* WHAT THE EXERCISE ASKS
Work through the records that follow and return each line containing the word "live".

======== MATERIAL SUPPLIED

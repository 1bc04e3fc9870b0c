//! Configuration types
//!
//! `MigrateConfig` is passed explicitly to the runner, lock and agreement gate;
//! there is no process-wide configuration singleton. Values come from
//! `MigrateConfig::new` defaults, environment variables or a TOML file, and
//! must pass `validate()` before use.

use crate::error::{ConfigError, TidemarkResult};
use crate::is_valid_identifier;
use crate::lock::MAX_TTL;
use serde::Deserialize;
use std::path::{Path, PathBuf};
use std::time::Duration;

// ============================================================================
// MIGRATION RUNNER CONFIGURATION
// ============================================================================

/// Settings for one migration run against one keyspace.
#[derive(Debug, Clone, PartialEq, Eq)]
pub struct MigrateConfig {
    /// Target keyspace (REQUIRED)
    pub keyspace: String,
    /// Table holding applied-migration records
    pub applied_table: String,
    /// Table holding the lock row
    pub lock_table: String,
    /// Fixed identifier of the lock row
    pub lock_id: String,
    /// Owner label written into the lock row
    pub owner: String,
    /// Lock row time-to-live
    pub lock_ttl: Duration,
    /// Upper bound on waiting for schema agreement
    pub agreement_timeout: Duration,
    /// Delay between schema-version polls
    pub agreement_interval: Duration,
    /// Directory `makemigration` writes new files into
    pub migrations_dir: PathBuf,
}

impl MigrateConfig {
    /// Configuration with defaults for everything but the keyspace.
    pub fn new(keyspace: impl Into<String>) -> Self {
        Self {
            keyspace: keyspace.into(),
            applied_table: "tidemark_migrations".to_string(),
            lock_table: "tidemark_lock".to_string(),
            lock_id: "schema_migration".to_string(),
            owner: default_owner(),
            lock_ttl: Duration::from_secs(60),
            agreement_timeout: Duration::from_secs(30),
            agreement_interval: Duration::from_millis(500),
            migrations_dir: PathBuf::from("migrations"),
        }
    }

    /// Create from environment variables with fallback to defaults.
    ///
    /// Environment variables:
    /// - `TIDEMARK_KEYSPACE`: Target keyspace (required)
    /// - `TIDEMARK_LOCK_TTL_SECS`: Lock time-to-live (default: 60)
    /// - `TIDEMARK_AGREEMENT_TIMEOUT_SECS`: Schema agreement timeout (default: 30)
    /// - `TIDEMARK_AGREEMENT_INTERVAL_MS`: Schema agreement poll interval (default: 500)
    /// - `TIDEMARK_MIGRATIONS_DIR`: Output directory for new migrations (default: migrations)
    /// - `TIDEMARK_LOCK_OWNER`: Owner label for the lock row (default: host:pid:nonce)
    pub fn from_env() -> TidemarkResult<Self> {
        let keyspace = std::env::var("TIDEMARK_KEYSPACE").map_err(|_| {
            ConfigError::MissingRequired {
                field: "TIDEMARK_KEYSPACE".to_string(),
            }
        })?;
        let mut config = Self::new(keyspace);

        if let Some(secs) = env_u64("TIDEMARK_LOCK_TTL_SECS")? {
            config.lock_ttl = Duration::from_secs(secs);
        }
        if let Some(secs) = env_u64("TIDEMARK_AGREEMENT_TIMEOUT_SECS")? {
            config.agreement_timeout = Duration::from_secs(secs);
        }
        if let Some(ms) = env_u64("TIDEMARK_AGREEMENT_INTERVAL_MS")? {
            config.agreement_interval = Duration::from_millis(ms);
        }
        if let Ok(dir) = std::env::var("TIDEMARK_MIGRATIONS_DIR") {
            config.migrations_dir = PathBuf::from(dir);
        }
        if let Ok(owner) = std::env::var("TIDEMARK_LOCK_OWNER") {
            config.owner = owner;
        }

        config.validate()?;
        Ok(config)
    }

    /// Load from a TOML file. Only `keyspace` is required.
    pub fn from_toml_file(path: &Path) -> TidemarkResult<Self> {
        let contents = std::fs::read_to_string(path).map_err(|e| ConfigError::Unreadable {
            path: path.display().to_string(),
            reason: e.to_string(),
        })?;
        Self::from_toml_str(&contents)
    }

    pub fn from_toml_str(contents: &str) -> TidemarkResult<Self> {
        let file: FileConfig = toml::from_str(contents).map_err(|e| ConfigError::InvalidValue {
            field: "toml".to_string(),
            value: String::new(),
            reason: e.to_string(),
        })?;

        let mut config = Self::new(file.keyspace);
        if let Some(v) = file.applied_table {
            config.applied_table = v;
        }
        if let Some(v) = file.lock_table {
            config.lock_table = v;
        }
        if let Some(v) = file.lock_id {
            config.lock_id = v;
        }
        if let Some(v) = file.owner {
            config.owner = v;
        }
        if let Some(v) = file.lock_ttl_secs {
            config.lock_ttl = Duration::from_secs(v);
        }
        if let Some(v) = file.agreement_timeout_secs {
            config.agreement_timeout = Duration::from_secs(v);
        }
        if let Some(v) = file.agreement_interval_ms {
            config.agreement_interval = Duration::from_millis(v);
        }
        if let Some(v) = file.migrations_dir {
            config.migrations_dir = v;
        }

        config.validate()?;
        Ok(config)
    }

    /// Validate the configuration.
    ///
    /// Validates:
    /// - keyspace and table names are plain identifiers
    /// - lock id and owner are non-empty
    /// - lock TTL and agreement interval are positive
    pub fn validate(&self) -> TidemarkResult<()> {
        if self.keyspace.is_empty() {
            return Err(ConfigError::MissingRequired {
                field: "keyspace".to_string(),
            }
            .into());
        }

        for (field, value) in [
            ("keyspace", &self.keyspace),
            ("applied_table", &self.applied_table),
            ("lock_table", &self.lock_table),
        ] {
            if !is_valid_identifier(value) {
                return Err(ConfigError::InvalidValue {
                    field: field.to_string(),
                    value: value.clone(),
                    reason: "must be a plain CQL identifier".to_string(),
                }
                .into());
            }
        }

        if self.lock_id.is_empty() {
            return Err(ConfigError::MissingRequired {
                field: "lock_id".to_string(),
            }
            .into());
        }
        if self.owner.is_empty() {
            return Err(ConfigError::MissingRequired {
                field: "owner".to_string(),
            }
            .into());
        }

        // Row TTLs have one-second granularity.
        if self.lock_ttl.as_secs() == 0 {
            return Err(ConfigError::InvalidValue {
                field: "lock_ttl".to_string(),
                value: format!("{:?}", self.lock_ttl),
                reason: "lock_ttl must be at least one second".to_string(),
            }
            .into());
        }

        if self.lock_ttl > MAX_TTL {
            return Err(ConfigError::InvalidValue {
                field: "lock_ttl".to_string(),
                value: format!("{:?}", self.lock_ttl),
                reason: format!("lock_ttl must not exceed {}s", MAX_TTL.as_secs()),
            }
            .into());
        }

        if self.agreement_interval.is_zero() {
            return Err(ConfigError::InvalidValue {
                field: "agreement_interval".to_string(),
                value: format!("{:?}", self.agreement_interval),
                reason: "agreement_interval must be positive".to_string(),
            }
            .into());
        }

        Ok(())
    }
}

#[derive(Debug, Deserialize)]
#[serde(deny_unknown_fields)]
struct FileConfig {
    keyspace: String,
    applied_table: Option<String>,
    lock_table: Option<String>,
    lock_id: Option<String>,
    owner: Option<String>,
    lock_ttl_secs: Option<u64>,
    agreement_timeout_secs: Option<u64>,
    agreement_interval_ms: Option<u64>,
    migrations_dir: Option<PathBuf>,
}

fn env_u64(key: &str) -> TidemarkResult<Option<u64>> {
    match std::env::var(key) {
        Ok(raw) => raw.parse::<u64>().map(Some).map_err(|_| {
            ConfigError::InvalidValue {
                field: key.to_string(),
                value: raw,
                reason: "must be a non-negative integer".to_string(),
            }
            .into()
        }),
        Err(_) => Ok(None),
    }
}

/// `host:pid:nonce`, unique per process invocation.
fn default_owner() -> String {
    let host = std::env::var("HOSTNAME")
        .or_else(|_| std::env::var("COMPUTERNAME"))
        .unwrap_or_else(|_| "unknown".to_string());
    let nonce = uuid::Uuid::new_v4().simple().to_string();
    format!("{}:{}:{}", host, std::process::id(), &nonce[..8])
}

// ============================================================================
// SCAN OPTIONS
// ============================================================================

/// Options for a token-range table scan.
#[derive(Debug, Clone, PartialEq, Eq)]
pub struct ScanOptions {
    /// Rows fetched per page request
    pub page_size: usize,
    /// Number of contiguous token ranges the ring is split into
    pub num_ranges: usize,
    /// Skip every range whose lower bound is <= this token
    pub resume_token: Option<i64>,
    /// Pause after each completed range
    pub throttle: Duration,
}

impl Default for ScanOptions {
    fn default() -> Self {
        Self {
            page_size: 1000,
            num_ranges: 256,
            resume_token: None,
            throttle: Duration::ZERO,
        }
    }
}

impl ScanOptions {
    pub fn page_size(mut self, page_size: usize) -> Self {
        self.page_size = page_size;
        self
    }

    pub fn num_ranges(mut self, num_ranges: usize) -> Self {
        self.num_ranges = num_ranges;
        self
    }

    pub fn resume_token(mut self, token: i64) -> Self {
        self.resume_token = Some(token);
        self
    }

    pub fn throttle(mut self, throttle: Duration) -> Self {
        self.throttle = throttle;
        self
    }

    pub fn validate(&self) -> TidemarkResult<()> {
        if self.page_size == 0 {
            return Err(ConfigError::InvalidValue {
                field: "page_size".to_string(),
                value: "0".to_string(),
                reason: "page_size must be greater than 0".to_string(),
            }
            .into());
        }
        if self.num_ranges == 0 {
            return Err(ConfigError::InvalidValue {
                field: "num_ranges".to_string(),
                value: "0".to_string(),
                reason: "num_ranges must be greater than 0".to_string(),
            }
            .into());
        }
        Ok(())
    }
}

// =============================================================================
// TESTS
// =============================================================================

================

* SOLUTION TO THIS TASK
    /// Lock row time-to-live
    /// - `TIDEMARK_LOCK_TTL_SECS`: Lock time-to-live (default: 60)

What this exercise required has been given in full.